BEGIN GIVEN RECORDS

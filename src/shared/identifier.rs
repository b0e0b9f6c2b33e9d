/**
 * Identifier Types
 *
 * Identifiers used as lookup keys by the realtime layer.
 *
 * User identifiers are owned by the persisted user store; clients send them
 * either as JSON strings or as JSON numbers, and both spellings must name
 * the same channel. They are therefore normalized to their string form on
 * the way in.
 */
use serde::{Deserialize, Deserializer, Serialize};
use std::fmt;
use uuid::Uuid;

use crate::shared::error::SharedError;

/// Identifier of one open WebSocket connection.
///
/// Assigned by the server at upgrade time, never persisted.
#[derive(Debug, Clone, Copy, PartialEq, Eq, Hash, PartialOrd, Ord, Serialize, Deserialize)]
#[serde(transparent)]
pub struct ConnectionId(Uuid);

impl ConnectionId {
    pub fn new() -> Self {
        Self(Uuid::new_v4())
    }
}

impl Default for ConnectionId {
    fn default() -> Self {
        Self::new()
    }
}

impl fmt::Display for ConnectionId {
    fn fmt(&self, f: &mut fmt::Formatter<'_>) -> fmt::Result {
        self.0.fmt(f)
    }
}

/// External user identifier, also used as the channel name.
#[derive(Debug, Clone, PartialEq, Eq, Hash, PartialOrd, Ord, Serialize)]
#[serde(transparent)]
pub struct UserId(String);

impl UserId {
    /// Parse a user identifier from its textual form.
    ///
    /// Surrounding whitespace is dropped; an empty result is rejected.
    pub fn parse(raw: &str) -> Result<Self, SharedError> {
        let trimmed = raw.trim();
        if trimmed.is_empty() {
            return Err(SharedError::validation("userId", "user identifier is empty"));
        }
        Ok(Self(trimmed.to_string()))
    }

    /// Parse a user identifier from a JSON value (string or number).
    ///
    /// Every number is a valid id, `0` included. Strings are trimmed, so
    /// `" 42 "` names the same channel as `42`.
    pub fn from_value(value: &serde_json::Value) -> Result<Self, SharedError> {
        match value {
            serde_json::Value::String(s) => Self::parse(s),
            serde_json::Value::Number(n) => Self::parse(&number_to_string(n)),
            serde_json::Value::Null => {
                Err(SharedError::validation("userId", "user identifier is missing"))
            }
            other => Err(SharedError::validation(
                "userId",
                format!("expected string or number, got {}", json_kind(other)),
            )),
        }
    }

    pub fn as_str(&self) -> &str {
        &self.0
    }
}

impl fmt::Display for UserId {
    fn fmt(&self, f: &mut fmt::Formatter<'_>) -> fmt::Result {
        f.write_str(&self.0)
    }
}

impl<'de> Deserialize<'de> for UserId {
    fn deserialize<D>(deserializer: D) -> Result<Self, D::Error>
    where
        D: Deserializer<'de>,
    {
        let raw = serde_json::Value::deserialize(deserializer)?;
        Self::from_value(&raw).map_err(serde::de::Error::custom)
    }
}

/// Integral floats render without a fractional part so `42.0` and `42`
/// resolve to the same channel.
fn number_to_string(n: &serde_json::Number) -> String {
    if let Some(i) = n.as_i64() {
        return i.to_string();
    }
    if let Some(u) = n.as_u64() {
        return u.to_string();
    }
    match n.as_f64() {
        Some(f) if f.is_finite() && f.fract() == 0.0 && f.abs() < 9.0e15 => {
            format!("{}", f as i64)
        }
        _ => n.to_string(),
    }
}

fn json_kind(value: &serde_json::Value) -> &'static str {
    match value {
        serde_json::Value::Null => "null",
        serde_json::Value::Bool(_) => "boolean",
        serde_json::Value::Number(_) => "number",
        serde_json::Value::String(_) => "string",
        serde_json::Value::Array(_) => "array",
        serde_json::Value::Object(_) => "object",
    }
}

END GIVEN RECORDS
BEGIN GIVEN RECORDS

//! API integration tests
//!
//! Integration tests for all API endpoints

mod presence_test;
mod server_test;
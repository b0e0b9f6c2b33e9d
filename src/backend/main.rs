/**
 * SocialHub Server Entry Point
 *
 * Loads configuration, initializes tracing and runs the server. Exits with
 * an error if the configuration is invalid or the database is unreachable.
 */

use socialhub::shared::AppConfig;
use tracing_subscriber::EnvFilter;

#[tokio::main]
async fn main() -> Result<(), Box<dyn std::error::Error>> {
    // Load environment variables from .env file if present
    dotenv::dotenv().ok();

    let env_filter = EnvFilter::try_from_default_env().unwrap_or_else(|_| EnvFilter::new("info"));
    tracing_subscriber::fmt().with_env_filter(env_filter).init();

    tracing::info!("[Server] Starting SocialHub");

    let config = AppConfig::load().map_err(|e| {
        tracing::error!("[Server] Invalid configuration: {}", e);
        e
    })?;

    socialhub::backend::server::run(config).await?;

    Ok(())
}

END GIVEN RECORDS
BEGIN GIVEN RECORDS

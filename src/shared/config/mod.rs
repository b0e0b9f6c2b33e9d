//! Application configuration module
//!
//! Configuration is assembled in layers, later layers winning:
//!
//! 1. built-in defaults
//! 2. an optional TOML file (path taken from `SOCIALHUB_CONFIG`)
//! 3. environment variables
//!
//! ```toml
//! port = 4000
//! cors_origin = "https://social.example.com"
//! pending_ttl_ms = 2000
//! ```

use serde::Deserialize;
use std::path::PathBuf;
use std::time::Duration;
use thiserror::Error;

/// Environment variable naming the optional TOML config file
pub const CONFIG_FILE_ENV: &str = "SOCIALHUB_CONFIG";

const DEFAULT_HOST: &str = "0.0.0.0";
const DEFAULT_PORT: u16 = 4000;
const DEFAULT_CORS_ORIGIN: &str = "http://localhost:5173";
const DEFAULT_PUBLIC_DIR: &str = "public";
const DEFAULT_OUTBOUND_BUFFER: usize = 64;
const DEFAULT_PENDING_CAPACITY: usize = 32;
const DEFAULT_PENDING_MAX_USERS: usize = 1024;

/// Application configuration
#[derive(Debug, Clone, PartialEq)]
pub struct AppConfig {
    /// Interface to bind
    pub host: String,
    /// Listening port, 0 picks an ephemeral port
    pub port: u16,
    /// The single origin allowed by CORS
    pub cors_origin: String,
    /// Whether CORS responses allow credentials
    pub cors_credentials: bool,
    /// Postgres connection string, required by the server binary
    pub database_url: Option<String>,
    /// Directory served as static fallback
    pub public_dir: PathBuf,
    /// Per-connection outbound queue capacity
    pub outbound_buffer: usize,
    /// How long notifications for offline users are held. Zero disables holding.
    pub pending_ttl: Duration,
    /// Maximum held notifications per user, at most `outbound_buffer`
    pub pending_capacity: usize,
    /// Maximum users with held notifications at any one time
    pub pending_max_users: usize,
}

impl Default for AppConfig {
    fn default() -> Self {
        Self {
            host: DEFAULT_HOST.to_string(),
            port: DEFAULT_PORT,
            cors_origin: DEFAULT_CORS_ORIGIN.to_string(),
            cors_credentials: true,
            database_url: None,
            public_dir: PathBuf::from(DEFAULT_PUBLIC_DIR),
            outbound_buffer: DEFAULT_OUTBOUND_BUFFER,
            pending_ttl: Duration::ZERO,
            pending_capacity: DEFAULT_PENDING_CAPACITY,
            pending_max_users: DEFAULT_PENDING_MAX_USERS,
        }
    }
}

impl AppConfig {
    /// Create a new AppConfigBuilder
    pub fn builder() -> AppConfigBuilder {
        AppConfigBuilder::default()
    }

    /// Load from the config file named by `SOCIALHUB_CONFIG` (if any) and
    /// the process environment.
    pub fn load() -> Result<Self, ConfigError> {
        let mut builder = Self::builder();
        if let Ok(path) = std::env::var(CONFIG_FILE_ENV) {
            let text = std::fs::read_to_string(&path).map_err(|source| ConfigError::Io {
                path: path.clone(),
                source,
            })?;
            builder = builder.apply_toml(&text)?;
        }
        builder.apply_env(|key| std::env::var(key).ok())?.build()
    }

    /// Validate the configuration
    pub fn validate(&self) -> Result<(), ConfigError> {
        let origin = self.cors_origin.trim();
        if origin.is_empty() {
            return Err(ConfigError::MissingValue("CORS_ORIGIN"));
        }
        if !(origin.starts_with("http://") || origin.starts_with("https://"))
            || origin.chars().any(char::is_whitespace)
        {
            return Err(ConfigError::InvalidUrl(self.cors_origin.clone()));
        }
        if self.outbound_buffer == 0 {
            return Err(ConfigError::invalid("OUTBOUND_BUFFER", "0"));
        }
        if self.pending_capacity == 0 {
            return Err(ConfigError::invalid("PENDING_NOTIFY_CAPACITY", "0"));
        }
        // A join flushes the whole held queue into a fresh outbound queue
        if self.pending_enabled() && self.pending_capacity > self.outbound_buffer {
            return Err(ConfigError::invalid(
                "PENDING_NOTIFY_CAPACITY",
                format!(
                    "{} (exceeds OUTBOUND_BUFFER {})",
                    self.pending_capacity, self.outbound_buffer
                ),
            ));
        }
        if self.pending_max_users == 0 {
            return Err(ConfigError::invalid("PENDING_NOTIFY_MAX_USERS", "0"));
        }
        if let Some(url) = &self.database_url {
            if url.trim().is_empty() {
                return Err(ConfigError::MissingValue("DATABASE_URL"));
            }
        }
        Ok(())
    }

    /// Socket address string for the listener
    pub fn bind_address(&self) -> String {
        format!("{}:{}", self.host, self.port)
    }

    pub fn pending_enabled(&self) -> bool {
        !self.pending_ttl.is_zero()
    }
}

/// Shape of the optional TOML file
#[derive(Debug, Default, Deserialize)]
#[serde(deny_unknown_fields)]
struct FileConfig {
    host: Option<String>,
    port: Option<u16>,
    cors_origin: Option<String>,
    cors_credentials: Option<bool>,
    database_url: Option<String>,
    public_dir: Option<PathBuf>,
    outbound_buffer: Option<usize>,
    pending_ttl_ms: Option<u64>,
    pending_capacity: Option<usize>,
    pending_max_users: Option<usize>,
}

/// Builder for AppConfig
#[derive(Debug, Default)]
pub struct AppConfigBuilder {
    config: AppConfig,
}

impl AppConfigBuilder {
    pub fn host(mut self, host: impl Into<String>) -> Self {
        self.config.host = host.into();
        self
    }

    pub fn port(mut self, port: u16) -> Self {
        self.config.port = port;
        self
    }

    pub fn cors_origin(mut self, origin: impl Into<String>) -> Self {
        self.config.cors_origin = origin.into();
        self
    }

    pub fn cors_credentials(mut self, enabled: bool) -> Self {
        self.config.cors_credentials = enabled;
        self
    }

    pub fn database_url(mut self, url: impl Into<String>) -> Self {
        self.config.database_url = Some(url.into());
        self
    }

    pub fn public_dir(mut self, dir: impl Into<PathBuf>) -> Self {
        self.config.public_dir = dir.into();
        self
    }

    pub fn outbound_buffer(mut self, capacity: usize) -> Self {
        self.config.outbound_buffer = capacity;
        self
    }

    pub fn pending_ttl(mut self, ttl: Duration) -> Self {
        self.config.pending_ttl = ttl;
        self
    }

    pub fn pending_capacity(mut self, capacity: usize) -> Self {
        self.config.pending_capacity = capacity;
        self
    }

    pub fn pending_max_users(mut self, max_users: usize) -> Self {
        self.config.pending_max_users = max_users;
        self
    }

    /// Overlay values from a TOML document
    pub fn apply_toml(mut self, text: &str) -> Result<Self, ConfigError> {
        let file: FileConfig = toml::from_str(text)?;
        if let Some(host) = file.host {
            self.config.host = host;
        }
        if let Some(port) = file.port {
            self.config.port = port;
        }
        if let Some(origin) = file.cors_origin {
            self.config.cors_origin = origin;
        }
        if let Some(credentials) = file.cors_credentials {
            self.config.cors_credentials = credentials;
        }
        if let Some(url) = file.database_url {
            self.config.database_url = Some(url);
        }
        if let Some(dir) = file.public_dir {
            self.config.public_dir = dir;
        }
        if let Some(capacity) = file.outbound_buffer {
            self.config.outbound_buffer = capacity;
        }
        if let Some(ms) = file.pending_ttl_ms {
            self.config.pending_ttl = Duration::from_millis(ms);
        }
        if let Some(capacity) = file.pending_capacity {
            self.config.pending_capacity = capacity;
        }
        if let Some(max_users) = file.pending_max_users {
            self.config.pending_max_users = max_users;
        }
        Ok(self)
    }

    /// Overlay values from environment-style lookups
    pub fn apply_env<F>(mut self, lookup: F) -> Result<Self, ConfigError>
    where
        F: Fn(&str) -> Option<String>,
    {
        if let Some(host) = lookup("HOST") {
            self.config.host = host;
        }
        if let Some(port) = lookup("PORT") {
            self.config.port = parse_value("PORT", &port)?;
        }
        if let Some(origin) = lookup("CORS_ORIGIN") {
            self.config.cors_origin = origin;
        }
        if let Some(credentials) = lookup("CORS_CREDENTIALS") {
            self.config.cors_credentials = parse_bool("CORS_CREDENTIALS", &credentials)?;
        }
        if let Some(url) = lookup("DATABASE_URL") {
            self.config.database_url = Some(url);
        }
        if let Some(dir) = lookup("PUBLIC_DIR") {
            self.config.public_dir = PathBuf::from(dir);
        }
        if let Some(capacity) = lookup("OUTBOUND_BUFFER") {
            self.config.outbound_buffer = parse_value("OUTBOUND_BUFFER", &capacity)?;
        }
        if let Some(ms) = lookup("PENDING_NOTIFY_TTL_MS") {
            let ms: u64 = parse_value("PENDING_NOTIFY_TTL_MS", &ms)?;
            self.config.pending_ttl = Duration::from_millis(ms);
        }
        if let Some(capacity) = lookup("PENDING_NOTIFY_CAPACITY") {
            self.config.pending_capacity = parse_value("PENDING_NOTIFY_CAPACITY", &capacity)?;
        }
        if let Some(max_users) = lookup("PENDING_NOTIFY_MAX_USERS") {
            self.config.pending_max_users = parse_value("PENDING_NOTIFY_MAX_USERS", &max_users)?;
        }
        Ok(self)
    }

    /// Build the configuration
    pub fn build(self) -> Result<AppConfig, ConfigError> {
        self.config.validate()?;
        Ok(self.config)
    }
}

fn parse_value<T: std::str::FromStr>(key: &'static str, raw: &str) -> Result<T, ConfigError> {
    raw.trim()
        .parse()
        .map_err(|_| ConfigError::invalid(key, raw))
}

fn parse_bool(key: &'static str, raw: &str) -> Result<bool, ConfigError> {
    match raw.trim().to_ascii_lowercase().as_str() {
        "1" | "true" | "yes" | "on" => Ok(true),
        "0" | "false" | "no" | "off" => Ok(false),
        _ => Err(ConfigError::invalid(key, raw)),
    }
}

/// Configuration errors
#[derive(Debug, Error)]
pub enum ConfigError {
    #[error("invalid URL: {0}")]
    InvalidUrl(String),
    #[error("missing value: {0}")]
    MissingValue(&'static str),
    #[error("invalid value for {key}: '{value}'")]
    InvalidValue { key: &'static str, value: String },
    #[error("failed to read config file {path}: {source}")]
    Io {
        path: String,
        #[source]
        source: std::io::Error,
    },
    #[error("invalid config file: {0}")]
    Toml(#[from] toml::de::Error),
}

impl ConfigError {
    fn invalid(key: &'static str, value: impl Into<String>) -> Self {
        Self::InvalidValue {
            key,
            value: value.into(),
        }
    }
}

END GIVEN RECORDS

__EXERCISE AIM__
Looking at the data above, give the number of lines that include "true"; add nothing else.

__ANSWER TO THIS PROBLEM__
2